Only Jesus offers true freedom in Burma
A woman who grew up fleeing Burma Army soldiers teaches her children how to love the only God who can save them
WORLD’s current issue includes Sophia Lee’s cover story about the two weeks she spent with the Free Burma Rangers (FBR), a Christian-led humanitarian aid group that works in dense Burmese jungles. Here’s a story of what she learned one Saturday morning.
Free Burma Rangers (FBR) founder David Eubank, coordinator/chaplain Doh Say, and I hiked for 90 minutes one Saturday morning to a village high school. As we drew close, we crossed a rambunctious soccer match. Wiry boys trampled across a sheared field, their lean, copper-skinned legs kicking up a dust storm, while girls wearing colorful pants squatted nearby cheering, their round cheeks smeared with thanaka, a traditional buttercup-colored cosmetic paste. We said “Gwa-lah-gay!” or “Good morning!” in Karen. The girls giggled and waved back.

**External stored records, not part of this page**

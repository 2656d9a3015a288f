//! Provider abstraction for adobridge
//!
//! The engine never speaks a wire protocol. Each backend plugs in at one of
//! two seams:
//! - [`PoolAdapter`]: a complete pool (acquire, release, execute, close),
//!   built per fingerprint by an [`AdapterFactory`]
//! - [`Driver`]: a physical-connection factory; wrap it with
//!   [`ManagedPool::factory`](crate::pool::ManagedPool::factory) to get a
//!   pooled adapter with the stock sizing and timeout behavior

use async_trait::async_trait;
use serde::{Deserialize, Serialize};
use std::fmt;
use std::str::FromStr;
use std::sync::Arc;

use crate::error::{Error, Result};
use crate::pool::{PoolOptions, PoolSettings, PoolSnapshot};
use crate::types::{Row, Value};

/// Database backend identifier
#[derive(Debug, Clone, Copy, PartialEq, Eq, Hash, PartialOrd, Ord, Serialize, Deserialize)]
#[serde(rename_all = "lowercase")]
pub enum ProviderKind {
    /// MySQL/MariaDB
    MySql,
    /// PostgreSQL
    PostgreSql,
    /// Microsoft SQL Server
    SqlServer,
    /// Oracle
    Oracle,
    /// SQLite
    Sqlite,
    /// MongoDB
    MongoDb,
    /// Generic ODBC data source
    Odbc,
}

impl ProviderKind {
    /// All known providers
    pub const ALL: [ProviderKind; 7] = [
        Self::MySql,
        Self::PostgreSql,
        Self::SqlServer,
        Self::Oracle,
        Self::Sqlite,
        Self::MongoDb,
        Self::Odbc,
    ];

    /// Port assumed when the connection string names none
    pub const fn default_port(self) -> Option<u16> {
        match self {
            Self::MySql => Some(3306),
            Self::PostgreSql => Some(5432),
            Self::SqlServer => Some(1433),
            Self::Oracle => Some(1521),
            Self::MongoDb => Some(27017),
            Self::Sqlite | Self::Odbc => None,
        }
    }

    /// Stable lowercase tag used in fingerprints and configuration keys
    pub const fn tag(self) -> &'static str {
        match self {
            Self::MySql => "mysql",
            Self::PostgreSql => "postgresql",
            Self::SqlServer => "sqlserver",
            Self::Oracle => "oracle",
            Self::Sqlite => "sqlite",
            Self::MongoDb => "mongodb",
            Self::Odbc => "odbc",
        }
    }
}

impl fmt::Display for ProviderKind {
    fn fmt(&self, f: &mut fmt::Formatter<'_>) -> fmt::Result {
        match self {
            Self::MySql => write!(f, "MySQL"),
            Self::PostgreSql => write!(f, "PostgreSQL"),
            Self::SqlServer => write!(f, "SQL Server"),
            Self::Oracle => write!(f, "Oracle"),
            Self::Sqlite => write!(f, "SQLite"),
            Self::MongoDb => write!(f, "MongoDB"),
            Self::Odbc => write!(f, "ODBC"),
        }
    }
}

impl FromStr for ProviderKind {
    type Err = Error;

    /// Accepts the tags above plus the OLE DB provider names legacy
    /// connection strings carry.
    fn from_str(s: &str) -> Result<Self> {
        let normalized = s.trim().to_ascii_lowercase();
        let kind = match normalized.as_str() {
            "mysql" | "mariadb" | "mysqlprov" => Self::MySql,
            "postgres" | "postgresql" | "pg" | "pgnp" => Self::PostgreSql,
            "sqlserver" | "mssql" | "sqloledb" | "sqlncli" | "sqlncli11" | "msoledbsql" => {
                Self::SqlServer
            }
            "oracle" | "oraoledb" | "oraoledb.oracle" | "msdaora" => Self::Oracle,
            "sqlite" | "sqlite3" => Self::Sqlite,
            "mongodb" | "mongo" => Self::MongoDb,
            "odbc" | "msdasql" => Self::Odbc,
            _ => return Err(Error::validation(format!("unknown provider '{}'", s))),
        };
        Ok(kind)
    }
}

/// Opaque token for a checked-out pooled connection
#[derive(Debug, Clone, Copy, PartialEq, Eq, Hash)]
pub struct ConnectionHandle(u64);

impl ConnectionHandle {
    /// Wrap a raw handle id
    pub const fn new(id: u64) -> Self {
        Self(id)
    }

    /// Raw handle id
    pub const fn id(self) -> u64 {
        self.0
    }
}

impl fmt::Display for ConnectionHandle {
    fn fmt(&self, f: &mut fmt::Formatter<'_>) -> fmt::Result {
        write!(f, "#{}", self.0)
    }
}

/// Rows or affected count returned by a backend
#[derive(Debug, Clone, Default, PartialEq)]
pub struct RawResult {
    /// Column names, present even when no rows came back
    pub columns: Vec<String>,
    /// Returned rows
    pub rows: Vec<Row>,
    /// Rows affected by a write
    pub rows_affected: u64,
}

impl RawResult {
    /// Result of a read
    pub fn rows(columns: Vec<String>, rows: Vec<Row>) -> Self {
        let rows_affected = rows.len() as u64;
        Self {
            columns,
            rows,
            rows_affected,
        }
    }

    /// Result of a write
    pub fn affected(rows_affected: u64) -> Self {
        Self {
            rows_affected,
            ..Default::default()
        }
    }
}

/// Pool capability every backend must offer
#[async_trait]
pub trait PoolAdapter: Send + Sync {
    /// Provider this pool talks to
    fn provider(&self) -> ProviderKind;

    /// Check out a connection, waiting at most the acquire timeout
    async fn acquire(&self) -> Result<ConnectionHandle>;

    /// Return a checked-out connection
    async fn release(&self, handle: ConnectionHandle) -> Result<()>;

    /// Run a statement on a checked-out connection.
    ///
    /// `sql` already has its parameters substituted; `params` carries the
    /// original values for drivers that want to log or re-bind them.
    async fn execute_raw(
        &self,
        handle: ConnectionHandle,
        sql: &str,
        params: &[Value],
    ) -> Result<RawResult>;

    /// Point-in-time pool occupancy and counters
    fn status(&self) -> PoolSnapshot;

    /// Close every connection and refuse further acquires
    async fn close(&self) -> Result<()>;
}

/// Builds a pool adapter for one fingerprint
#[async_trait]
pub trait AdapterFactory: Send + Sync {
    /// Provider served by this factory
    fn provider(&self) -> ProviderKind;

    /// Construct a pool for the given target and sizing
    async fn create(
        &self,
        options: &PoolOptions,
        settings: &PoolSettings,
    ) -> Result<Arc<dyn PoolAdapter>>;
}

/// A physical connection opened by a [`Driver`]
#[async_trait]
pub trait DriverConnection: Send + Sync {
    /// Execute a statement
    async fn execute(&self, sql: &str, params: &[Value]) -> Result<RawResult>;

    /// Check if connection is valid/alive
    async fn ping(&self) -> bool;

    /// Close the connection
    async fn close(&self) -> Result<()>;
}

/// Factory for physical connections
#[async_trait]
pub trait Driver: Send + Sync {
    /// Provider this driver speaks
    fn provider(&self) -> ProviderKind;

    /// Open a new physical connection
    async fn connect(&self, options: &PoolOptions) -> Result<Box<dyn DriverConnection>>;
}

At the school, I met Paw Toe Ki: schoolteacher, wife of headmaster, mother of five. At 44, her broad-cheeked face remains smooth. She wore her thick, jet-black hair twisted in a matronly bun under a giant hair clip. All the injustice she’s endured taught her to be a steely woman of placid expressions—never smiling too wide, frowning too deep, or speaking too loud. In 2005, she and her husband established the school to raise future medics, soldiers, or educators who serve their oppressed peoples.
We sat in the cool shadows underneath her hut, which like most traditional houses stood several feet above ground on wooden posts. There, Paw Toe Ki quietly told her story: Soon after she was born, Burmese soldiers tortured her father, a village headsman, for feeding Karen rebels. He escaped. The army then arrested her mother, throwing both mother and baby into a dark pit, where Paw Toe Ki spent her first birthday. After the Burma Army released them a year later, the whole family joined Paw Toe Ki’s father in the jungle.
From then on, they played a ghoulish game of hide-and-seek with the military: Whenever the family heard the soldiers approaching, they hastily packed necessary belongings—rice, salt, blankets—and scrambled to another temporary shelter. Paw Toe Ki recalls her father telling his children, “We’ll eat only porridge from now on, because the people don’t have enough rice. We must be tough and strong for our people.”
The rare moments her father returned home from his pro-democracy duties, Paw Toe Ki and her siblings tiptoed about the stranger they called “father.” At night, the stoic man called his children onto his mat to sing for him. Today Paw Toe Ki sings the same songs to her children: “Come into my heart, Lord Jesus. Come in today, come in to stay, Lord Jesus.” As a little girl she believed every word. “Even now I believe,” she said, and teaches her children to “know God, love God, and be a good person.”
Doh Say, a full-time FBR leader since 2005, told me he’s witnessed many similar stories. He still remembers the hundreds of villagers fleeing Burmese invasions: the mother with two babies strapped to her chest and back, both hands gripping her other wailing children; the pregnant woman groaning in pain as her water broke; and snot-dripping children shoving knees into their shirts to keep warm in the winter night, too terrified to start a fire.
These people may never gain political freedom in their lifetime.
“I want to give you more than cash or rice or medicine,” Doh Say tells them. “All my life I wanted freedom, but I didn’t know what that is, and now I do. True freedom is Jesus. Nobody can take Jesus away from your heart. It’s not like the ceasefire, which can be broken.”